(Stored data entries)
◇ ◇ ◇ ◇

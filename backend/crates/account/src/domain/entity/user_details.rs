//! User Details Entity
//!
//! Optional profile fields kept out of `users`.

use crate::domain::value_object::UserId;

#[derive(Debug, Clone, Default, PartialEq, Eq)]
pub struct UserDetails {
    pub user_id: UserId,
    pub nickname: Option<String>,
    pub phone: Option<String>,
}

impl UserDetails {
    /// Blank form values become `None`
    pub fn new(user_id: UserId, nickname: &str, phone: &str) -> Self {
        Self {
            user_id,
            nickname: non_empty(nickname),
            phone: non_empty(phone),
        }
    }

    pub fn empty(user_id: UserId) -> Self {
        Self {
            user_id,
            nickname: None,
            phone: None,
        }
    }
}

fn non_empty(value: &str) -> Option<String> {
    let value = value.trim();
    (!value.is_empty()).then(|| value.to_string())
}

#[cfg(test)]
mod tests {
    use super::*;

    #[test]
    fn test_blank_values_are_none() {
        let details = UserDetails::new(UserId::new(), "  ", " 555-0100 ");
        assert_eq!(details.nickname, None);
        assert_eq!(details.phone.as_deref(), Some("555-0100"));
    }
}
//! Account Router

use axum::{Router, middleware, routing::get};
use std::sync::Arc;

use platform::mail::Mailer;
use platform::turnstile::TurnstileVerifier;

use crate::application::config::AccountConfig;
use crate::domain::repository::AccountRepository;
use crate::presentation::handlers::{self, AccountAppState};
use crate::presentation::middleware::{SessionGuardState, require_session};

/// Routes served at the site root: `/`, `/install` and `/account/*`
pub fn account_router<R, M>(
    repo: R,
    mailer: M,
    captcha: Option<TurnstileVerifier>,
    config: AccountConfig,
) -> Router
where
    R: AccountRepository,
    M: Mailer + Clone + Sync + 'static,
{
    let repo = Arc::new(repo);
    let config = Arc::new(config);

    let state = AccountAppState {
        repo: repo.clone(),
        mailer: Arc::new(mailer),
        captcha: captcha.map(Arc::new),
        config: config.clone(),
    };
    let guard = SessionGuardState { repo, config };

    let protected = Router::new()
        .route(
            "/account/logout",
            get(handlers::logout::<R, M>).post(handlers::logout::<R, M>),
        )
        .route(
            "/account/setting",
            get(handlers::settings_page::<R, M>).post(handlers::update_settings::<R, M>),
        )
        .route_layer(middleware::from_fn_with_state(guard, require_session::<R>));

    Router::new()
        .route("/", get(handlers::home::<R, M>))
        .route("/install", get(handlers::install::<R, M>))
        .route(
            "/account/register",
            get(handlers::register_page::<R, M>).post(handlers::register::<R, M>),
        )
        .route(
            "/account/login",
            get(handlers::login_page::<R, M>).post(handlers::login::<R, M>),
        )
        .route("/account/verify-email", get(handlers::verify_email::<R, M>))
        .route(
            "/account/forgot-password",
            get(handlers::forgot_password_page::<R, M>).post(handlers::forgot_password::<R, M>),
        )
        .route(
            "/account/reset-password",
            get(handlers::reset_password_page::<R, M>).post(handlers::reset_password::<R, M>),
        )
        .merge(protected)
        .with_state(state)
}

◇ ◇ ◇ ◇

- Work instructions
From the records above, extract each line exactly as shown.

- Response for this exercise
filename backend/crates/account/src/domain/entity/user_details.rs
//! User Details Entity
//!
//! Optional profile fields kept out of `users`.

use crate::domain::value_object::UserId;

#[derive(Debug, Clone, Default, PartialEq, Eq)]
pub struct UserDetails {
    pub user_id: UserId,
    pub nickname: Option<String>,
    pub phone: Option<String>,
}

impl UserDetails {
    /// Blank form values become `None`
    pub fn new(user_id: UserId, nickname: &str, phone: &str) -> Self {
        Self {
            user_id,
            nickname: non_empty(nickname),
            phone: non_empty(phone),
        }
    }

    pub fn empty(user_id: UserId) -> Self {
        Self {
            user_id,
            nickname: None,
            phone: None,
        }
    }
}

fn non_empty(value: &str) -> Option<String> {
    let value = value.trim();
    (!value.is_empty()).then(|| value.to_string())
}

#[cfg(test)]
mod tests {
    use super::*;

    #[test]
    fn test_blank_values_are_none() {
        let details = UserDetails::new(UserId::new(), "  ", " 555-0100 ");
        assert_eq!(details.nickname, None);
        assert_eq!(details.phone.as_deref(), Some("555-0100"));
    }
}
//! Account Router

use axum::{Router, middleware, routing::get};
use std::sync::Arc;

use platform::mail::Mailer;
use platform::turnstile::TurnstileVerifier;

use crate::application::config::AccountConfig;
use crate::domain::repository::AccountRepository;
use crate::presentation::handlers::{self, AccountAppState};
use crate::presentation::middleware::{SessionGuardState, require_session};

/// Routes served at the site root: `/`, `/install` and `/account/*`
pub fn account_router<R, M>(
    repo: R,
    mailer: M,
    captcha: Option<TurnstileVerifier>,
    config: AccountConfig,
) -> Router
where
    R: AccountRepository,
    M: Mailer + Clone + Sync + 'static,
{
    let repo = Arc::new(repo);
    let config = Arc::new(config);

    let state = AccountAppState {
        repo: repo.clone(),
        mailer: Arc::new(mailer),
        captcha: captcha.map(Arc::new),
        config: config.clone(),
    };
    let guard = SessionGuardState { repo, config };

    let protected = Router::new()
        .route(
            "/account/logout",
            get(handlers::logout::<R, M>).post(handlers::logout::<R, M>),
        )
        .route(
            "/account/setting",
            get(handlers::settings_page::<R, M>).post(handlers::update_settings::<R, M>),
        )
        .route_layer(middleware::from_fn_with_state(guard, require_session::<R>));

    Router::new()
        .route("/", get(handlers::home::<R, M>))
        .route("/install", get(handlers::install::<R, M>))
        .route(
            "/account/register",
            get(handlers::register_page::<R, M>).post(handlers::register::<R, M>),
        )
        .route(
            "/account/login",
            get(handlers::login_page::<R, M>).post(handlers::login::<R, M>),
        )
        .route("/account/verify-email", get(handlers::verify_email::<R, M>))
        .route(
            "/account/forgot-password",
            get(handlers::forgot_password_page::<R, M>).post(handlers::forgot_password::<R, M>),
        )
        .route(
            "/account/reset-password",
            get(handlers::reset_password_page::<R, M>).post(handlers::reset_password::<R, M>),
        )
        .merge(protected)
        .with_state(state)
}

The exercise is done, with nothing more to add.